Saturday, March 15, 2008

Preliminary Database Design Steps

Physical database design is concerned with the way data is physically stored.  A physical view of a record structure shows how the logical data model is implemented.

The starting point for physical database design is a logical data model in third normal form.  The physical database design is derived from the logical model.  A conscious decision may be made to denormalize some files for performance reasons.

Steps in Preliminary Database Design

The primary steps to convert the logical data model to the preliminary physical data model are as follows:

  • Convert entities to files (tables in relational database design).
  • Convert relationships (access paths) to keys (foreign keys in relational database design).
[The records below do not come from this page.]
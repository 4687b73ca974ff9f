use shared::{CategoryFilter, CategoryTab};
use web_sys::MouseEvent;
use yew::prelude::*;

#[derive(Properties, PartialEq)]
pub struct CategoryTabsProps {
    pub categories: Vec<CategoryTab>,
    pub active: CategoryFilter,
    pub on_select: Callback<CategoryFilter>,
}

/// Filter bar above the grid: an "all" tab plus one tab per lesson
/// category. Exactly one tab carries the active marker at a time.
#[function_component(CategoryTabs)]
pub fn category_tabs(props: &CategoryTabsProps) -> Html {
    let tab = |slug: &str, name: &str| -> Html {
        let is_active = props.active.slug() == slug;
        let onclick = {
            let slug = slug.to_string();
            let on_select = props.on_select.clone();
            Callback::from(move |_: MouseEvent| {
                on_select.emit(CategoryFilter::from_slug(&slug));
            })
        };
        html! {
            <button
                class={classes!("category-tab", is_active.then_some("active"))}
                data-category={slug.to_string()}
                {onclick}
            >
                {name}
            </button>
        }
    };

    html! {
        <div class="category-tabs">
            {tab("all", "All lessons")}
            {for props.categories.iter().map(|category| tab(&category.slug, &category.name))}
        </div>
    }
}
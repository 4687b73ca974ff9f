use shared::MonthCursor;
use web_sys::MouseEvent;
use yew::prelude::*;

use crate::services::logging::Logger;

#[derive(Clone)]
pub struct UseCalendarResult {
    pub cursor: MonthCursor,
    pub prev_month: Callback<MouseEvent>,
    pub next_month: Callback<MouseEvent>,
}

/// Month navigation state for the calendar widget.
///
/// Shifting past January or December rolls the year over. Navigation never
/// fetches anything; the embedded index already covers every month the host
/// page knows about, and a month absent from it simply renders empty.
#[hook]
pub fn use_calendar(initial: MonthCursor) -> UseCalendarResult {
    let cursor = use_state(|| initial);

    let prev_month = {
        let cursor = cursor.clone();
        use_callback((), move |_: MouseEvent, _| {
            let target = cursor.prev();
            Logger::debug_with_component(
                "calendar",
                &format!("navigating to {}-{}", target.year, target.month),
            );
            cursor.set(target);
        })
    };

    let next_month = {
        let cursor = cursor.clone();
        use_callback((), move |_: MouseEvent, _| {
            let target = cursor.next();
            Logger::debug_with_component(
                "calendar",
                &format!("navigating to {}-{}", target.year, target.month),
            );
            cursor.set(target);
        })
    };

    UseCalendarResult { cursor: *cursor, prev_month, next_month }
}
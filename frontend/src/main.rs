use yew::prelude::*;

mod components;
mod hooks;
mod services;

use components::{Calendar, Navbar};
use services::lessons_data;
use services::logging::Logger;

#[function_component(App)]
fn app() -> Html {
    // The host page embeds the full multi-month payload in an inert script
    // element; reading it is synchronous, so there is no loading state.
    let index = use_memo((), |_| {
        lessons_data::load_embedded_index().map_err(|error| error.to_string())
    });

    match &*index {
        Ok(index) => {
            Logger::info_with_component(
                "app",
                &format!("lessons data loaded, {} month(s) indexed", index.all_months.len()),
            );
            html! {
                <>
                    <Navbar />
                    <main class="container">
                        <Calendar index={index.clone()} />
                    </main>
                </>
            }
        }
        Err(error) => {
            Logger::error_with_component("app", &format!("failed to read lessons data: {}", error));
            html! {
                <>
                    <Navbar />
                    <main class="container">
                        <div class="calendar-error">
                            {"The lesson calendar could not be loaded."}
                        </div>
                    </main>
                </>
            }
        }
    }
}

fn main() {
    yew::Renderer::<App>::new().render();
}
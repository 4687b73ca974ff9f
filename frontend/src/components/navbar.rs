use wasm_bindgen::prelude::*;
use wasm_bindgen::JsCast;
use yew::prelude::*;

/// Scroll offset past which the navbar switches to its shaded style
const SCROLL_THRESHOLD: f64 = 50.0;

/// Site navbar with the scroll-shading effect.
#[function_component(Navbar)]
pub fn navbar() -> Html {
    let scrolled = use_state(|| false);

    {
        let scrolled = scrolled.clone();
        use_effect_with((), move |_| {
            let mut teardown: Option<Box<dyn FnOnce()>> = None;

            if let Some(window) = web_sys::window() {
                let on_scroll = {
                    let window = window.clone();
                    let scrolled = scrolled.clone();
                    Closure::wrap(Box::new(move |_: web_sys::Event| {
                        let offset = window.scroll_y().unwrap_or(0.0);
                        scrolled.set(offset > SCROLL_THRESHOLD);
                    }) as Box<dyn FnMut(_)>)
                };

                // Initial check, so a page restored mid-scroll starts shaded
                let offset = window.scroll_y().unwrap_or(0.0);
                scrolled.set(offset > SCROLL_THRESHOLD);

                let _ = window.add_event_listener_with_callback(
                    "scroll",
                    on_scroll.as_ref().unchecked_ref(),
                );

                teardown = Some(Box::new(move || {
                    let _ = window.remove_event_listener_with_callback(
                        "scroll",
                        on_scroll.as_ref().unchecked_ref(),
                    );
                }));
            }

            move || {
                if let Some(teardown) = teardown {
                    teardown();
                }
            }
        });
    }

    html! {
        <nav class={classes!("navbar", (*scrolled).then_some("scrolled"))}>
            <div class="container">
                <a class="navbar-brand" href="/">{"Lesson Studio"}</a>
            </div>
        </nav>
    }
}
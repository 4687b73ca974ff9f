pub mod use_calendar;
pub mod use_outside_click;

pub use use_calendar::use_calendar;
pub use use_outside_click::use_outside_click;
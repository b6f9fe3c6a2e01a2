//! Drag-source protocol.
//!
//! A palette template crosses the drag boundary as JSON text, tagged with
//! [`PAYLOAD_MIME`]. The drop site parses it back into a [`Template`].
//!
//! ```
//! use policy_canvas::{encode_template, parse_payload, Palette};
//!
//! let palette = Palette::default();
//! let template = &palette.templates()[0];
//! let text = encode_template(template).unwrap();
//! assert_eq!(&parse_payload(&text).unwrap(), template);
//! ```

use crate::error::CanvasError;
use crate::palette::Template;

/// MIME type the payload is registered under on the host's data transfer.
pub const PAYLOAD_MIME: &str = "application/json";

/// Serialized template ready to hand to the host's drag machinery.
#[derive(Clone, Debug, PartialEq, Eq)]
pub struct DragPayload {
    pub mime: &'static str,
    pub data: String,
}

impl DragPayload {
    /// Build the payload for a drag that starts on `template`.
    pub fn from_template(template: &Template) -> Result<Self, CanvasError> {
        Ok(Self {
            mime: PAYLOAD_MIME,
            data: encode_template(template)?,
        })
    }

    /// Parse the payload back into a template.
    pub fn parse(&self) -> Result<Template, CanvasError> {
        parse_payload(&self.data)
    }
}

/// Serialize a template to payload text.
pub fn encode_template(template: &Template) -> Result<String, CanvasError> {
    Ok(serde_json::to_string(template)?)
}

/// Parse payload text into a template.
pub fn parse_payload(text: &str) -> Result<Template, CanvasError> {
    if text.trim().is_empty() {
        return Err(CanvasError::EmptyPayload);
    }
    Ok(serde_json::from_str(text)?)
}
When examining access paths, make any changes required to the database to improve performance and ease of use.  These could include:

  • defining additional keys to accommodate access paths,
  • denormalizing files to reduce access time,
  • changing file relationships to shorten chain lengths,
  • tuning the database to favour more critical I/Os.

 

  • Convert attributes to data elements (columns in relational database design).
  • If necessary, denormalize data, add candidate keys, or define hierarchical relationships instead of carrying the owner record's primary key.

Note:  Database design is an iterative process, making it is difficult to draw an arbitrary line between preliminary and detailed design activity.  However, the objective of preliminary database design is to produce a schema against which developers can begin to write code, without focusing on the internal, physical tuning of the schema.  Tuning can be done later, with little or no impact on the code.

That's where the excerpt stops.